TASK INSTRUCTIONS: What is needed is an exact copy of the lines in the listing below, from the one with "use glob::glob;" up to and including the one with "sorted_path.sort();", with no other lines.

========

use std::path::{Path, PathBuf};

use glob::glob;
use image::{DynamicImage, ImageReader};

use crate::error::Result;

/// Spacing of synthesized timestamps when file names carry none.
const SYNTHETIC_PERIOD_NS: i64 = 100_000_000;

/// One decoded frame of a stream.
#[derive(Debug, Clone)]
pub struct Frame {
    pub index: usize,
    pub time_ns: i64,
    pub image: DynamicImage,
}

/// Delivers frames one at a time, in order.
pub trait FrameSource {
    /// `None` once the stream is exhausted. A frame that fails to load is
    /// reported as an error without ending the stream.
    fn next_frame(&mut self) -> Option<Result<Frame>>;
}

/// Parses the timestamp from a file path.
///
/// Assumes the filename (without extension) is a timestamp in nanoseconds.
pub fn path_to_timestamp(path: &Path) -> Option<i64> {
    path.file_stem()?.to_str()?.parse().ok()
}

fn img_filter(rp: glob::GlobResult) -> Option<PathBuf> {
    if let Ok(p) = rp {
        for ext in &[".png", ".jpg"] {
            if p.as_os_str().to_string_lossy().ends_with(ext) {
                return Some(p);
            }
        }
    }
    None
}

/// Sorted `.png`/`.jpg` files below a folder, read lazily.
#[derive(Debug, Clone)]
pub struct ImageSequence {
    paths: Vec<PathBuf>,
    cursor: usize,
}

impl ImageSequence {
    /// Collects images under `root_folder` (recursively), skipping the first
    /// `start_idx` and then keeping every `step`-th file.
    pub fn new<P: AsRef<Path>>(root_folder: P, start_idx: usize, step: usize) -> Result<ImageSequence> {
        let pattern = format!("{}/**/*", root_folder.as_ref().display());
        let mut sorted_path: Vec<PathBuf> = glob(&pattern)?.filter_map(img_filter).collect();
        sorted_path.sort();
        let paths: Vec<PathBuf> = sorted_path
            .into_iter()
            .skip(start_idx)
            .step_by(step.max(1))
            .collect();
        log::debug!("{} images under {}", paths.len(), root_folder.as_ref().display());
        Ok(ImageSequence { paths, cursor: 0 })
    }

    pub fn from_paths(paths: Vec<PathBuf>) -> ImageSequence {
        ImageSequence { paths, cursor: 0 }
    }

    pub fn paths(&self) -> &[PathBuf] {
        &self.paths
    }

    pub fn len(&self) -> usize {
        self.paths.len()
    }

    pub fn is_empty(&self) -> bool {
        self.paths.is_empty()
    }

    /// Timestamp of the `index`-th frame: the file stem in nanoseconds, or
    /// `index * 100 ms` when the stem is not a number.
    pub fn timestamp(&self, index: usize) -> i64 {
        self.paths
            .get(index)
            .and_then(|p| path_to_timestamp(p))
            .unwrap_or(index as i64 * SYNTHETIC_PERIOD_NS)
    }
}

impl FrameSource for ImageSequence {
    fn next_frame(&mut self) -> Option<Result<Frame>> {
        let index = self.cursor;
        let path = self.paths.get(index)?;
        self.cursor += 1;
        log::trace!("loading {}", path.display());
        let image = match ImageReader::open(path) {
            Ok(reader) => reader.decode(),
            Err(e) => return Some(Err(e.into())),
        };
        Some(image.map_err(Into::into).map(|image| Frame {
            index,
            time_ns: self.timestamp(index),
            image,
        }))
    }
}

========

ANSWER SECTION:
use glob::glob;
use image::{DynamicImage, ImageReader};

use crate::error::Result;

/// Spacing of synthesized timestamps when file names carry none.
const SYNTHETIC_PERIOD_NS: i64 = 100_000_000;

/// One decoded frame of a stream.
#[derive(Debug, Clone)]
pub struct Frame {
    pub index: usize,
    pub time_ns: i64,
    pub image: DynamicImage,
}

/// Delivers frames one at a time, in order.
pub trait FrameSource {
    /// `None` once the stream is exhausted. A frame that fails to load is
    /// reported as an error without ending the stream.
    fn next_frame(&mut self) -> Option<Result<Frame>>;
}

/// Parses the timestamp from a file path.
///
/// Assumes the filename (without extension) is a timestamp in nanoseconds.
pub fn path_to_timestamp(path: &Path) -> Option<i64> {
    path.file_stem()?.to_str()?.parse().ok()
}

fn img_filter(rp: glob::GlobResult) -> Option<PathBuf> {
    if let Ok(p) = rp {
        for ext in &[".png", ".jpg"] {
            if p.as_os_str().to_string_lossy().ends_with(ext) {
                return Some(p);
            }
        }
    }
    None
}

/// Sorted `.png`/`.jpg` files below a folder, read lazily.
#[derive(Debug, Clone)]
pub struct ImageSequence {
    paths: Vec<PathBuf>,
    cursor: usize,
}

impl ImageSequence {
    /// Collects images under `root_folder` (recursively), skipping the first
    /// `start_idx` and then keeping every `step`-th file.
    pub fn new<P: AsRef<Path>>(root_folder: P, start_idx: usize, step: usize) -> Result<ImageSequence> {
        let pattern = format!("{}/**/*", root_folder.as_ref().display());
        let mut sorted_path: Vec<PathBuf> = glob(&pattern)?.filter_map(img_filter).collect();
        sorted_path.sort();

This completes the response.